Given records ▸
····················
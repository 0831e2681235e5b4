//! JSON input feeds: matched games and settled wagers.
//!
//! Records are decoded one at a time so a single malformed game is skipped
//! rather than failing the whole batch. Only an empty or unparseable
//! document is an error.

use std::path::Path;

use serde::de::DeserializeOwned;
use tracing::warn;

use crate::domain::{MatchedGame, SettledWager};
use crate::error::{Error, Result};

/// Records decoded from a feed, plus the ones that were skipped.
#[derive(Debug, Clone)]
pub struct FeedLoad<T> {
    pub records: Vec<T>,
    /// `(index, reason)` for each record that failed to decode.
    pub skipped: Vec<(usize, String)>,
}

/// Decode a JSON array, skipping records that do not fit `T`.
pub fn parse_feed<T: DeserializeOwned>(json: &str, kind: &'static str) -> Result<FeedLoad<T>> {
    let values: Vec<serde_json::Value> = serde_json::from_str(json)?;
    if values.is_empty() {
        return Err(Error::EmptyFeed);
    }

    let mut records = Vec::with_capacity(values.len());
    let mut skipped = Vec::new();
    for (index, value) in values.into_iter().enumerate() {
        match serde_json::from_value::<T>(value) {
            Ok(record) => records.push(record),
            Err(e) => {
                warn!(feed = kind, index, error = %e, "Skipping malformed record");
                skipped.push((index, e.to_string()));
            }
        }
    }

    if records.is_empty() {
        return Err(Error::Parse(format!("no valid {kind} records in feed")));
    }
    Ok(FeedLoad { records, skipped })
}

/// Load the matched-game feed.
pub async fn load_games(path: &Path) -> Result<FeedLoad<MatchedGame>> {
    let json = tokio::fs::read_to_string(path).await?;
    parse_feed(&json, "game")
}

/// Load the settled-wager corpus.
pub async fn load_wagers(path: &Path) -> Result<FeedLoad<SettledWager>> {
    let json = tokio::fs::read_to_string(path).await?;
    parse_feed(&json, "wager")
}
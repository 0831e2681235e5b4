//! Pick store adapters: write-once semantics, merge and file handling.

use courtedge::adapter::store::{JsonFileStore, MemoryStore};
use courtedge::app::{Config, Engine, GameEvaluation};
use courtedge::domain::{PassKind, Pick, WeightsSnapshot};
use courtedge::error::{Error, StoreError};
use courtedge::port::{PickStore, WriteOutcome};
use courtedge::testkit::domain::{fixed_now, prime_game, slate_date};

fn prime_pick(away: &str, home: &str) -> Pick {
    let engine = Engine::from_config(&Config::default()).unwrap();
    match engine.evaluate(
        &prime_game(away, home),
        &WeightsSnapshot::default(),
        slate_date(),
        fixed_now(),
    ) {
        GameEvaluation::Prime(pick) => *pick,
        other => panic!("expected a prime pick, got {other:?}"),
    }
}

fn unconfirmed(pick: &Pick) -> Pick {
    let mut partial = pick.clone();
    partial.spread_analysis = None;
    partial.confirmed_by.remove(&PassKind::Spread);
    partial
}

async fn exercise_write_once<S: PickStore>(store: &S) {
    let pick = prime_pick("Duke", "UNC");

    assert_eq!(store.save_pick(&pick).await.unwrap(), WriteOutcome::Created);
    assert_eq!(store.save_pick(&pick).await.unwrap(), WriteOutcome::Unchanged);

    let mut repriced = pick.clone();
    repriced.ev += 5.0;
    repriced.probability = 0.9;
    assert_eq!(store.save_pick(&repriced).await.unwrap(), WriteOutcome::Unchanged);

    let stored = store.get_pick(&pick.id).await.unwrap().unwrap();
    assert_eq!(stored.ev, pick.ev);
    assert_eq!(stored.probability, pick.probability);
}

async fn exercise_merge<S: PickStore>(store: &S) {
    let pick = prime_pick("Purdue", "Indiana");
    let partial = unconfirmed(&pick);

    assert_eq!(store.save_pick(&partial).await.unwrap(), WriteOutcome::Created);
    assert_eq!(store.save_pick(&pick).await.unwrap(), WriteOutcome::Merged);

    let stored = store.get_pick(&pick.id).await.unwrap().unwrap();
    assert_eq!(stored.spread_analysis, pick.spread_analysis);
    assert_eq!(stored.confirmed_by, pick.confirmed_by);

    // A later write without the analysis cannot remove it.
    assert_eq!(store.save_pick(&partial).await.unwrap(), WriteOutcome::Unchanged);
    let stored = store.get_pick(&pick.id).await.unwrap().unwrap();
    assert!(stored.spread_analysis.is_some());
}

#[tokio::test]
async fn memory_store_is_write_once() {
    let store = MemoryStore::new();
    exercise_write_once(&store).await;
    assert_eq!(store.len(), 1);
}

#[tokio::test]
async fn memory_store_merges_confirmation() {
    exercise_merge(&MemoryStore::new()).await;
}

#[tokio::test]
async fn file_store_is_write_once() {
    let dir = tempfile::tempdir().unwrap();
    let store = JsonFileStore::new(dir.path().join("picks.json"));
    exercise_write_once(&store).await;
    assert_eq!(store.list_picks().await.unwrap().len(), 1);
}

#[tokio::test]
async fn file_store_merges_confirmation() {
    let dir = tempfile::tempdir().unwrap();
    exercise_merge(&JsonFileStore::new(dir.path().join("picks.json"))).await;
}

#[tokio::test]
async fn file_store_creates_missing_directories() {
    let dir = tempfile::tempdir().unwrap();
    let path = dir.path().join("nested").join("deeper").join("picks.json");
    let store = JsonFileStore::new(&path);

    assert!(store.list_picks().await.unwrap().is_empty());
    store.save_pick(&prime_pick("Duke", "UNC")).await.unwrap();

    assert!(path.exists());
    assert!(!path.with_extension("json.tmp").exists());
}

#[tokio::test]
async fn file_store_document_is_keyed_by_pick_id() {
    let dir = tempfile::tempdir().unwrap();
    let path = dir.path().join("picks.json");
    let store = JsonFileStore::new(&path);
    let pick = prime_pick("Duke", "UNC");
    store.save_pick(&pick).await.unwrap();

    let raw: serde_json::Value =
        serde_json::from_str(&std::fs::read_to_string(&path).unwrap()).unwrap();
    let record = &raw[pick.id.as_str()];
    assert_eq!(record["team"], "Duke");
    assert_eq!(record["market"], "SPREAD");
    assert_eq!(record["conviction"], "MAX");
}

#[tokio::test]
async fn corrupt_document_is_reported() {
    let dir = tempfile::tempdir().unwrap();
    let path = dir.path().join("picks.json");
    std::fs::write(&path, "[1, 2").unwrap();
    let store = JsonFileStore::new(&path);

    let err = store.save_pick(&prime_pick("Duke", "UNC")).await.unwrap_err();

    assert!(matches!(err, Error::Store(StoreError::Corrupt { .. })));
    assert!(!err.is_retryable());
}
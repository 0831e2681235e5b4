//! Store port for pick persistence.

use std::future::Future;

use crate::domain::{Pick, PickId};
use crate::error::Result;

/// What a save did to the stored record.
#[derive(Debug, Clone, Copy, PartialEq, Eq, Hash)]
pub enum WriteOutcome {
    /// No record existed; the pick was stored.
    Created,
    /// A record existed and gained confirmation fields.
    Merged,
    /// A record existed and nothing new was added.
    Unchanged,
}

/// Storage operations for picks.
///
/// # Implementation Notes
///
/// - Implementations must be thread-safe (`Send + Sync`)
/// - `save_pick` never overwrites an existing record's market, probability
///   or EV fields. An existing id only goes through
///   [`Pick::merge_confirmation`].
pub trait PickStore: Send + Sync {
    /// Save a pick, merging into an existing record with the same id.
    fn save_pick(&self, pick: &Pick) -> impl Future<Output = Result<WriteOutcome>> + Send;

    /// Get a pick by id.
    fn get_pick(&self, id: &PickId) -> impl Future<Output = Result<Option<Pick>>> + Send;

    /// List every stored pick.
    fn list_picks(&self) -> impl Future<Output = Result<Vec<Pick>>> + Send;
}
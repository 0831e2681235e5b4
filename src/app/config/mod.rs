//! Application configuration loading and validation.
//!
//! Configuration is loaded from a TOML file. Every section has defaults, so
//! an empty file is valid. File locations can be overridden through
//! `COURTEDGE_WEIGHTS_PATH` and `COURTEDGE_STORE_PATH`.

use std::collections::HashSet;
use std::path::{Path, PathBuf};

use serde::Deserialize;

use crate::domain::{EdgeRules, EnsembleConfig, Factor, GateConfig, SizingConfig};
use crate::error::{ConfigError, Result};

mod logging;
mod store;

pub use logging::LoggingConfig;
pub use store::StoreConfig;

/// Environment variable overriding `weights_path`.
pub const WEIGHTS_PATH_ENV: &str = "COURTEDGE_WEIGHTS_PATH";
/// Environment variable overriding `store.path`.
pub const STORE_PATH_ENV: &str = "COURTEDGE_STORE_PATH";

const WEIGHT_SUM_TOLERANCE: f64 = 1e-6;

/// Main application configuration.
#[derive(Debug, Clone, Deserialize)]
pub struct Config {
    #[serde(default)]
    pub logging: LoggingConfig,
    #[serde(default)]
    pub ensemble: EnsembleConfig,
    #[serde(default)]
    pub edge: EdgeRules,
    #[serde(default)]
    pub sizing: SizingConfig,
    #[serde(default)]
    pub gate: GateConfig,
    #[serde(default)]
    pub store: StoreConfig,
    /// Weights snapshot artifact.
    #[serde(default = "default_weights_path")]
    pub weights_path: PathBuf,
}

fn default_weights_path() -> PathBuf {
    PathBuf::from("data/weights.json")
}

impl Default for Config {
    fn default() -> Self {
        Self {
            logging: LoggingConfig::default(),
            ensemble: EnsembleConfig::default(),
            edge: EdgeRules::default(),
            sizing: SizingConfig::default(),
            gate: GateConfig::default(),
            store: StoreConfig::default(),
            weights_path: default_weights_path(),
        }
    }
}

impl Config {
    /// Load, apply environment overrides and validate.
    #[allow(clippy::result_large_err)]
    pub fn load<P: AsRef<Path>>(path: P) -> Result<Self> {
        let content = std::fs::read_to_string(path).map_err(ConfigError::ReadFile)?;
        let mut config = Self::parse(&content)?;
        config.apply_env();
        config.validate()?;
        Ok(config)
    }

    /// Parse TOML without environment overrides or validation.
    #[allow(clippy::result_large_err)]
    pub fn parse(content: &str) -> Result<Self> {
        Ok(toml::from_str(content).map_err(ConfigError::Parse)?)
    }

    fn apply_env(&mut self) {
        if let Ok(path) = std::env::var(WEIGHTS_PATH_ENV) {
            self.weights_path = PathBuf::from(path);
        }
        if let Ok(path) = std::env::var(STORE_PATH_ENV) {
            self.store.path = PathBuf::from(path);
        }
    }

    /// Check cross-field invariants.
    #[allow(clippy::result_large_err)]
    pub fn validate(&self) -> Result<()> {
        self.validate_ensemble()?;
        self.validate_edge()?;
        self.validate_sizing()?;
        self.validate_gate()?;

        if self.store.retry_attempts == 0 {
            return Err(invalid("store.retry_attempts", "must be at least 1"));
        }
        if self.store.path.as_os_str().is_empty() {
            return Err(ConfigError::MissingField { field: "store.path" }.into());
        }
        if self.weights_path.as_os_str().is_empty() {
            return Err(ConfigError::MissingField {
                field: "weights_path",
            }
            .into());
        }
        if !matches!(self.logging.format.as_str(), "pretty" | "json") {
            return Err(invalid(
                "logging.format",
                format!("expected \"pretty\" or \"json\", got {:?}", self.logging.format),
            ));
        }
        Ok(())
    }

    fn validate_ensemble(&self) -> Result<()> {
        let ensemble = &self.ensemble;
        if ensemble.sources.len() < 2 {
            return Err(invalid(
                "ensemble.sources",
                format!("need at least 2 sources, got {}", ensemble.sources.len()),
            ));
        }
        let mut seen = HashSet::new();
        for source in &ensemble.sources {
            if !seen.insert(source.source.as_str()) {
                return Err(invalid(
                    "ensemble.sources",
                    format!("duplicate source {}", source.source),
                ));
            }
            if !(source.weight > 0.0 && source.weight <= 1.0) {
                return Err(invalid(
                    "ensemble.sources",
                    format!("weight for {} must be in (0, 1]", source.source),
                ));
            }
        }
        let sum = ensemble.weight_sum();
        if (sum - 1.0).abs() > WEIGHT_SUM_TOLERANCE {
            return Err(invalid(
                "ensemble.sources",
                format!("weights must sum to 1, got {sum}"),
            ));
        }
        let tolerance = ensemble.probability_tolerance;
        if !(tolerance > 0.0 && tolerance < 0.5) {
            return Err(invalid(
                "ensemble.probability_tolerance",
                "must be in (0, 0.5)",
            ));
        }
        Ok(())
    }

    fn validate_edge(&self) -> Result<()> {
        let edge = &self.edge;
        if edge.min_odds > -100 || edge.max_odds < 100 {
            return Err(invalid(
                "edge.min_odds",
                "bounds must straddle the +/-100 gap",
            ));
        }
        if !(0.0..=1.0).contains(&edge.min_probability) {
            return Err(invalid("edge.min_probability", "must be in [0, 1]"));
        }
        Ok(())
    }

    fn validate_sizing(&self) -> Result<()> {
        let sizing = &self.sizing;
        for (factor, exponent) in &sizing.factor_exponents {
            if *factor == Factor::Side {
                return Err(invalid(
                    "sizing.factor_exponents",
                    "side does not take part in the calibrated product",
                ));
            }
            if *exponent < 0.0 {
                return Err(invalid(
                    "sizing.factor_exponents",
                    format!("{factor} exponent must be non-negative"),
                ));
            }
        }
        if sizing.max_contributions.values().any(|cap| *cap <= 0.0) {
            return Err(invalid("sizing.max_contributions", "caps must be positive"));
        }
        if sizing.f_grade_cap <= rust_decimal::Decimal::ZERO {
            return Err(invalid("sizing.f_grade_cap", "must be positive"));
        }
        Ok(())
    }

    fn validate_gate(&self) -> Result<()> {
        let gate = &self.gate;
        if gate.margin_floor > gate.skeptic_margin {
            return Err(invalid(
                "gate.skeptic_margin",
                "must not be below gate.margin_floor",
            ));
        }
        if gate.margin_floor > gate.ats_margin {
            return Err(invalid(
                "gate.ats_margin",
                "must not be below gate.margin_floor",
            ));
        }
        if gate.ats_odds.unsigned_abs() < 100 {
            return Err(invalid("gate.ats_odds", "must be <= -100 or >= 100"));
        }
        Ok(())
    }

    /// Initialize logging with the configured settings.
    pub fn init_logging(&self) {
        self.logging.init();
    }
}

fn invalid(field: &'static str, reason: impl Into<String>) -> crate::error::Error {
    ConfigError::InvalidValue {
        field,
        reason: reason.into(),
    }
    .into()
}
//! Per-bin performance history and the multipliers derived from it.
//!
//! - [`aggregate`] rebuilds [`PerformanceRecord`]s from settled wagers.
//! - [`WeightsSnapshot`] is the immutable artifact the sizer reads.
//! - The free functions here turn one bin's record into sizing signals.

mod aggregate;
mod snapshot;

pub use aggregate::{
    aggregate, rebuild_snapshot, Aggregation, PerformanceRecord, PerformanceTable,
};
pub use snapshot::{default_weights, WeightTable, WeightsSnapshot};

/// Samples a bin needs before its multipliers leave neutral.
pub const MIN_MULTIPLIER_SAMPLE: u32 = 25;

/// Samples a bin needs before its additive weight leaves neutral.
pub const MIN_WEIGHT_SAMPLE: u32 = 10;

/// Sample size at which a derived weight gets full confidence.
pub const FULL_CONFIDENCE_SAMPLE: u32 = 30;

/// ROI-driven multiplier.
///
/// Positive ROI boosts linearly (`1 + roi/20`, capped at 2.0). Negative ROI
/// halves every 6 points (floored at 0.1). Neutral below `min_sample`.
#[must_use]
pub fn roi_multiplier(roi: f64, sample_size: u32, min_sample: u32) -> f64 {
    if sample_size < min_sample {
        return 1.0;
    }
    if roi >= 0.0 {
        (1.0 + roi / 20.0).min(2.0)
    } else {
        0.5_f64.powf(roi.abs() / 6.0).max(0.1)
    }
}

/// Calibration-error multiplier.
///
/// Underconfident bins (`error >= 0`) get `1 + 3*error`, capped at 1.5.
/// Overconfident bins halve every 0.10 of error, floored at 0.15.
#[must_use]
pub fn calibration_multiplier(error: f64, sample_size: u32, min_sample: u32) -> f64 {
    if sample_size < min_sample {
        return 1.0;
    }
    if error >= 0.0 {
        (1.0 + 3.0 * error).min(1.5)
    } else {
        0.5_f64.powf(error.abs() / 0.10).max(0.15)
    }
}

/// Mean of the ROI and calibration multipliers for one bin.
#[must_use]
pub fn factor_multiplier(record: &PerformanceRecord, min_sample: u32) -> f64 {
    let roi = roi_multiplier(record.roi, record.sample_size, min_sample);
    let calib = calibration_multiplier(record.calibration_error, record.sample_size, min_sample);
    (roi + calib) / 2.0
}

/// Additive weight derived from ROI.
///
/// A sigmoid mapping ROI into (0, 2), blended toward 1.0 until the bin has
/// [`FULL_CONFIDENCE_SAMPLE`] wagers. Neutral below [`MIN_WEIGHT_SAMPLE`].
#[must_use]
pub fn roi_to_weight(roi: f64, sample_size: u32) -> f64 {
    if sample_size < MIN_WEIGHT_SAMPLE {
        return 1.0;
    }
    let weight = 2.0 / (1.0 + (-2.0 * roi / 50.0).exp());
    let confidence = (f64::from(sample_size) / f64::from(FULL_CONFIDENCE_SAMPLE)).min(1.0);
    1.0 + (weight - 1.0) * confidence
}
use super::{Pass, PassContext, Selection};
use crate::domain::pick::PassKind;

/// Selects the best side of bettable predictions above an EV minimum.
#[derive(Debug, Clone)]
pub struct EvPass {
    min_ev: f64,
}

impl EvPass {
    #[must_use]
    pub const fn new(min_ev: f64) -> Self {
        Self { min_ev }
    }
}

impl Pass for EvPass {
    fn kind(&self) -> PassKind {
        PassKind::Ev
    }

    fn select(&self, ctx: &PassContext<'_>) -> Option<Selection> {
        if !ctx.eligibility.is_bettable() || ctx.prediction.best_ev < self.min_ev {
            return None;
        }
        Some(Selection {
            pass: self.kind(),
            side: ctx.prediction.best_side,
            spread: None,
        })
    }
}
····················
Retype, exactly as written, everything from the first line of the data above through the line containing "Decode a JSON". Nothing else should appear.

repository 0831e2681235e5b4
//! JSON input feeds: matched games and settled wagers.
//!
//! Records are decoded one at a time so a single malformed game is skipped
//! rather than failing the whole batch. Only an empty or unparseable
//! document is an error.

use std::path::Path;

use serde::de::DeserializeOwned;
use tracing::warn;

use crate::domain::{MatchedGame, SettledWager};
use crate::error::{Error, Result};

/// Records decoded from a feed, plus the ones that were skipped.
#[derive(Debug, Clone)]
pub struct FeedLoad<T> {
    pub records: Vec<T>,
    /// `(index, reason)` for each record that failed to decode.
    pub skipped: Vec<(usize, String)>,
}

/// Decode a JSON array, skipping records that do not fit `T`.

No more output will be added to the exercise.